> **Source records**
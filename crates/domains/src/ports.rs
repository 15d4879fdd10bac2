//! # Ports
//!
//! Any adapter must implement these traits to be wired into the binary.

use async_trait::async_trait;
use bytes::Bytes;
use mime::Mime;
use serde::Serialize;
use serde_json::Value;

use crate::errors::{AuthError, StoreError};
use crate::models::{NoticeType, UserId};
use crate::store::{Collection, Query};

/// Multi-document transactional store over JSON documents.
#[cfg_attr(any(test, feature = "testing"), mockall::automock)]
#[async_trait]
pub trait DocumentStore: Send + Sync {
    /// Opens a transaction. Reads inside it see its own writes; nothing is
    /// visible to other readers until commit.
    async fn begin(&self) -> Result<Box<dyn StoreTransaction>, StoreError>;

    async fn get(&self, collection: Collection, id: &str) -> Result<Option<Value>, StoreError>;

    async fn query(&self, collection: Collection, query: &Query) -> Result<Vec<Value>, StoreError>;
}

/// One open transaction. Dropping it without `commit` discards all writes.
#[async_trait]
pub trait StoreTransaction: Send {
    async fn get(&mut self, collection: Collection, id: &str) -> Result<Option<Value>, StoreError>;

    /// Fails with `StoreError::Duplicate` if the id is taken.
    async fn insert(&mut self, collection: Collection, id: &str, doc: Value) -> Result<(), StoreError>;

    async fn replace(&mut self, collection: Collection, id: &str, doc: Value) -> Result<(), StoreError>;

    /// Merge patch; `null` values remove fields.
    async fn patch(&mut self, collection: Collection, id: &str, patch: Value) -> Result<(), StoreError>;

    /// Adds `delta` to a numeric field without a read-modify-write round trip
    /// through the caller. A missing field counts as zero.
    async fn increment(
        &mut self,
        collection: Collection,
        id: &str,
        field: &str,
        delta: i64,
    ) -> Result<(), StoreError>;

    async fn delete(&mut self, collection: Collection, id: &str) -> Result<(), StoreError>;

    async fn commit(self: Box<Self>) -> Result<(), StoreError>;
}

/// Out-of-band push message mirroring an in-app notice.
#[derive(Debug, Clone, PartialEq, Serialize)]
#[serde(rename_all = "camelCase")]
pub struct PushMessage {
    pub receiver_id: UserId,
    #[serde(rename = "type")]
    pub kind: NoticeType,
    pub title: String,
    pub message: String,
    pub points: i64,
}

/// Fire-and-forget delivery to the user's device. Callers never wait on the
/// result for the outcome of an operation.
#[cfg_attr(any(test, feature = "testing"), mockall::automock)]
#[async_trait]
pub trait PushGateway: Send + Sync {
    async fn send(&self, message: PushMessage) -> anyhow::Result<()>;
}

/// Opaque storage for avatars and gift covers.
#[cfg_attr(any(test, feature = "testing"), mockall::automock)]
#[async_trait]
pub trait BlobStore: Send + Sync {
    /// Stores the bytes and returns their blob id.
    async fn put(&self, data: Bytes, content_type: Mime) -> anyhow::Result<String>;

    /// Public URL of a blob, or `None` if the id is malformed or unknown.
    async fn resolve(&self, blob_id: &str) -> Option<String>;
}

/// Turns a session token into the authenticated caller. Request payloads
/// never carry identity.
#[cfg_attr(any(test, feature = "testing"), mockall::automock)]
pub trait SessionVerifier: Send + Sync {
    fn verify(&self, token: &str) -> Result<UserId, AuthError>;
}
//! # api-adapters
//!
//! JSON-over-HTTP surface of the services. Every operation is
//! `POST /api/{operation}` with a camelCase JSON body; the caller comes from
//! the bearer token, never from the body. Responses use one envelope:
//! `{ "success": true, ...data }` or `{ "success": false, "message": "..." }`.

pub mod dto;
pub mod metrics;

#[cfg(feature = "web-axum")]
pub mod error;
#[cfg(feature = "web-axum")]
pub mod extract;
#[cfg(feature = "web-axum")]
pub mod handlers;
#[cfg(feature = "web-axum")]
pub mod routes;
#[cfg(feature = "web-axum")]
pub mod state;

pub use metrics::{ApiMetrics, Outcome};

#[cfg(feature = "web-axum")]
pub use error::ApiError;
#[cfg(feature = "web-axum")]
pub use routes::router;
#[cfg(feature = "web-axum")]
pub use state::AppState;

> **How to complete this task**
Only the lines from the line with "pub mod handlers;" to the final line of the entries are to be returned, each exactly as written, both ends included.

> **Task solution**
pub mod handlers;
#[cfg(feature = "web-axum")]
pub mod routes;
#[cfg(feature = "web-axum")]
pub mod state;

pub use metrics::{ApiMetrics, Outcome};

#[cfg(feature = "web-axum")]
pub use error::ApiError;
#[cfg(feature = "web-axum")]
pub use routes::router;
#[cfg(feature = "web-axum")]
pub use state::AppState;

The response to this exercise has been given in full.